The mare was out of it, so they wiped the filly down where she lay. She was dark, but she had a fan-shaped white star between her eyes and a snip of white between her nostrils, as well as one white foot, the left hind.
Margaret said, “This mare better wake up and look at her baby. Maidens are so unpredictable.”
The filly, though, was wide awake and looking around. Two or three times, she turned her gaze to Krista’s face and regarded her for a few seconds. She also turned to look at the bulk of the mare, who at last lifted her head to look at the filly. Now was the moment for a maiden, Krista knew. Some maidens were so amazed by what had happened to them that they couldn’t take it in, couldn’t relate to the foal, couldn’t give way to their hormonal drive to nurture. But Donut nickered—not loudly, but firmly. The filly looked at her and nickered back. Krista had the eerie sense that the foal knew more than the mare did. After another moment, Donut understood, got to her feet, stepped through the straw, put her head down to the filly and nosed her, then started licking her face. The filly turned her face up to her mother, and the mare ran her tongue here and there with increasing conviction and pleasure. Margaret and Krista stood up and moved away, not without patting the mare on the neck.
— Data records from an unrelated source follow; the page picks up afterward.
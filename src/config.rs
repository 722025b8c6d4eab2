//! Configuration management and validation.
//!
//! Provides configuration structures for dataset discovery, CSV parsing
//! policy, field normalization defaults and dashboard settings. Values are
//! layered: built-in defaults, then an optional TOML file, then environment
//! overrides.

use crate::app::models::DatasetKind;
use crate::app::services::csv_parser::RowLengthPolicy;
use crate::constants::{
    DEFAULT_CLIMATE_DATASET, DEFAULT_DATA_DIR, DEFAULT_HEALTH_DATASET, DEFAULT_RECENT_DAYS,
    ENV_DATA_DIR, ENV_LOG_LEVEL, defaults,
};
use crate::{Error, Result};
use serde::{Deserialize, Serialize};
use std::collections::HashMap;
use std::path::{Path, PathBuf};
use tracing::{debug, info};

/// Name of the configuration file inside the user config directory
const CONFIG_FILE_NAME: &str = "config.toml";

/// Application directory inside the user config directory
const CONFIG_DIR_NAME: &str = "health-climate";

/// One dataset to fetch at startup
#[derive(Debug, Clone, PartialEq, Serialize, Deserialize)]
pub struct DatasetSource {
    /// Which normalizer the rows go through
    pub kind: DatasetKind,

    /// Glob pattern, relative to `data_dir` unless absolute
    pub pattern: String,

    /// A required source that fails to load aborts the whole load
    #[serde(default)]
    pub required: bool,
}

impl DatasetSource {
    pub fn new(kind: DatasetKind, pattern: impl Into<String>) -> Self {
        Self {
            kind,
            pattern: pattern.into(),
            required: false,
        }
    }

    pub fn required(mut self) -> Self {
        self.required = true;
        self
    }

    /// Pattern resolved against the data directory
    pub fn resolve(&self, data_dir: &Path) -> PathBuf {
        let pattern = Path::new(&self.pattern);
        if pattern.is_absolute() {
            pattern.to_path_buf()
        } else {
            data_dir.join(pattern)
        }
    }
}

/// CSV parser settings
#[derive(Debug, Clone, Default, PartialEq, Serialize, Deserialize)]
#[serde(default)]
pub struct ParserConfig {
    /// Treatment of rows whose field count differs from the header
    pub row_length_policy: RowLengthPolicy,
}

/// Field normalizer defaults and alias extensions
#[derive(Debug, Clone, PartialEq, Serialize, Deserialize)]
#[serde(default)]
pub struct NormalizerConfig {
    pub climate_city: String,
    pub health_city: String,
    pub climate_barangay: String,
    pub health_barangay: String,
    pub climate_source: String,
    pub health_source: String,
    pub climate_category: String,
    pub health_category: String,

    /// Extra source columns per logical field, tried after the built-in aliases
    pub extra_aliases: HashMap<String, Vec<String>>,
}

impl Default for NormalizerConfig {
    fn default() -> Self {
        Self {
            climate_city: defaults::CLIMATE_CITY.to_string(),
            health_city: defaults::HEALTH_CITY.to_string(),
            climate_barangay: defaults::CLIMATE_BARANGAY.to_string(),
            health_barangay: defaults::HEALTH_BARANGAY.to_string(),
            climate_source: defaults::CLIMATE_SOURCE.to_string(),
            health_source: defaults::HEALTH_SOURCE.to_string(),
            climate_category: defaults::CLIMATE_CATEGORY.to_string(),
            health_category: defaults::HEALTH_CATEGORY.to_string(),
            extra_aliases: HashMap::new(),
        }
    }
}

impl NormalizerConfig {
    /// Register an extra source column for a logical field
    pub fn with_alias(mut self, field: impl Into<String>, column: impl Into<String>) -> Self {
        self.extra_aliases
            .entry(field.into())
            .or_default()
            .push(column.into());
        self
    }
}

/// Dashboard view settings
#[derive(Debug, Clone, PartialEq, Serialize, Deserialize)]
#[serde(default)]
pub struct DashboardConfig {
    /// Look-back window for "recent records" in days
    pub recent_days: u32,
}

impl Default for DashboardConfig {
    fn default() -> Self {
        Self {
            recent_days: DEFAULT_RECENT_DAYS,
        }
    }
}

/// Logging configuration
#[derive(Debug, Clone, PartialEq, Serialize, Deserialize)]
#[serde(default)]
pub struct LoggingConfig {
    pub level: String,
}

impl Default for LoggingConfig {
    fn default() -> Self {
        Self {
            level: "info".to_string(),
        }
    }
}

/// Main configuration structure
#[derive(Debug, Clone, PartialEq, Serialize, Deserialize)]
#[serde(default)]
pub struct Config {
    /// Directory the datasets are read from
    pub data_dir: PathBuf,

    /// Datasets merged into the repository at startup
    pub datasets: Vec<DatasetSource>,

    pub parser: ParserConfig,
    pub normalizer: NormalizerConfig,
    pub dashboard: DashboardConfig,
    pub logging: LoggingConfig,
}

impl Default for Config {
    fn default() -> Self {
        Self {
            data_dir: PathBuf::from(".").join(DEFAULT_DATA_DIR),
            datasets: vec![
                DatasetSource::new(DatasetKind::Climate, DEFAULT_CLIMATE_DATASET).required(),
                DatasetSource::new(DatasetKind::Health, DEFAULT_HEALTH_DATASET),
            ],
            parser: ParserConfig::default(),
            normalizer: NormalizerConfig::default(),
            dashboard: DashboardConfig::default(),
            logging: LoggingConfig::default(),
        }
    }
}

impl Config {
    /// Default configuration file location in the user config directory
    pub fn default_config_path() -> Result<PathBuf> {
        let config_dir = dirs::config_dir()
            .ok_or_else(|| Error::configuration("Could not determine user config directory"))?;
        Ok(config_dir.join(CONFIG_DIR_NAME).join(CONFIG_FILE_NAME))
    }

    /// Parse a TOML document; absent keys keep their defaults
    pub fn from_toml_str(text: &str) -> Result<Self> {
        Ok(toml::from_str(text)?)
    }

    /// Read and parse a TOML configuration file
    pub fn load_from_file(path: &Path) -> Result<Self> {
        let text = std::fs::read_to_string(path).map_err(|e| {
            Error::io(
                format!("Failed to read config file {}", path.display()),
                e,
            )
        })?;
        Self::from_toml_str(&text)
    }

    /// Render as TOML
    pub fn to_toml_string(&self) -> Result<String> {
        toml::to_string_pretty(self)
            .map_err(|e| Error::configuration(format!("Failed to serialize config: {}", e)))
    }

    /// Load with layered configuration (defaults -> file -> environment)
    ///
    /// A missing file is not an error; the defaults are used instead.
    pub fn load_layered(config_file: Option<&Path>) -> Result<Self> {
        let mut config = match config_file {
            Some(path) if path.exists() => {
                info!("Using config file: {}", path.display());
                Self::load_from_file(path)?
            }
            Some(path) => {
                debug!("Config file {} not found, using defaults", path.display());
                Self::default()
            }
            None => {
                info!("No config file given, using defaults and environment variables");
                Self::default()
            }
        };

        config.apply_env_overrides(|key| std::env::var(key).ok());
        config.validate()?;
        Ok(config)
    }

    /// Apply environment overrides read through `lookup`
    pub fn apply_env_overrides<F>(&mut self, lookup: F)
    where
        F: Fn(&str) -> Option<String>,
    {
        if let Some(dir) = lookup(ENV_DATA_DIR).filter(|v| !v.trim().is_empty()) {
            debug!("{} overrides data_dir to {}", ENV_DATA_DIR, dir);
            self.data_dir = PathBuf::from(dir);
        }
        if let Some(level) = lookup(ENV_LOG_LEVEL).filter(|v| !v.trim().is_empty()) {
            debug!("{} overrides log level to {}", ENV_LOG_LEVEL, level);
            self.logging.level = level;
        }
    }

    /// Validate configuration settings
    pub fn validate(&self) -> Result<()> {
        if self.datasets.is_empty() {
            return Err(Error::configuration("At least one dataset must be configured"));
        }

        for source in &self.datasets {
            if source.pattern.trim().is_empty() {
                return Err(Error::configuration(format!(
                    "Dataset pattern for {} data must not be blank",
                    source.kind
                )));
            }
            if source.kind == DatasetKind::Manual {
                return Err(Error::configuration(
                    "Manual records cannot be loaded from a dataset file",
                ));
            }
        }

        if self.dashboard.recent_days == 0 {
            return Err(Error::configuration("dashboard.recent_days must be at least 1"));
        }

        crate::logging::normalize_level(&self.logging.level)?;

        Ok(())
    }

    /// Set the dataset directory
    pub fn with_data_dir(mut self, data_dir: impl Into<PathBuf>) -> Self {
        self.data_dir = data_dir.into();
        self
    }

    /// Replace the dataset list
    pub fn with_datasets(mut self, datasets: Vec<DatasetSource>) -> Self {
        self.datasets = datasets;
        self
    }

    /// Add one dataset
    pub fn with_dataset(mut self, source: DatasetSource) -> Self {
        self.datasets.push(source);
        self
    }

    /// Use the strict row-length policy
    pub fn with_strict_parsing(mut self) -> Self {
        self.parser.row_length_policy = RowLengthPolicy::Strict;
        self
    }

    /// Set the normalizer defaults
    pub fn with_normalizer(mut self, normalizer: NormalizerConfig) -> Self {
        self.normalizer = normalizer;
        self
    }

    /// Set the dashboard look-back window
    pub fn with_recent_days(mut self, days: u32) -> Self {
        self.dashboard.recent_days = days;
        self
    }

    /// Set the log level
    pub fn with_log_level(mut self, level: impl Into<String>) -> Self {
        self.logging.level = level.into();
        self
    }
}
“Okay, then,” said Margaret.
“Seems to be,” said Krista. “Thank you.” The mare would go down once more and birthe the placenta, but that was almost never a problem.
“You want me to come over tomorrow and help you check the placenta? You’re going to have Sam over in a day or two to check for uterine damage, aren’t you?”
“Yes, sure,” said Krista. “Look at her. She’s a lovely filly.” And then the filly unfolded herself and rose to her feet.
W
HAT
D
ICK
W
INTERSON
did when he found out on the morning of the race that his wife, Louisa, planned to come out was not anything. He did not discourage her and he did not call Rosalind to warn her. He was already full of dread at the prospect of sitting between Al and Rosalind with the damned dog staring at him and letting him know in every possible way that should she learn to talk she would tell Al everything first crack out of the box. Dick was so full of dread that there was no amplification possible, only a kind of wrong-end-of-the-telescope experience where all of these people seemed to be coming at him in tiny vehicles from very great distances. He was standing at the pass gate, smiling. He could hear the announcer, Tom Durkin, calling the fifth race. Laurita was running in the seventh race, the Rokeby Stakes, a Grade Two race for three-year-old fillies, a mile and an eighth. Al, Rosalind, and Eileen emerged from the Mercedes. It was driven away. They whirred toward him as if on wheels. They were very small, bright, and sharply defined. He greeted them. He said, “Do you mind if we wait here just a few more moments? My wife, Louisa, wanted to see the race, too.”
“Lovely,” said Rosalind instantly, smiling.
“Yeah?” said Al. “She a racing fan?”
“Not really, no. I don’t think she’s been out to Aqueduct in years. Once in a while she goes up to Saratoga in the summer. We used to rent a house there that we liked very much, but now I understand it’s been sold. I don’t quite know what I’m going to do this summer. That house—”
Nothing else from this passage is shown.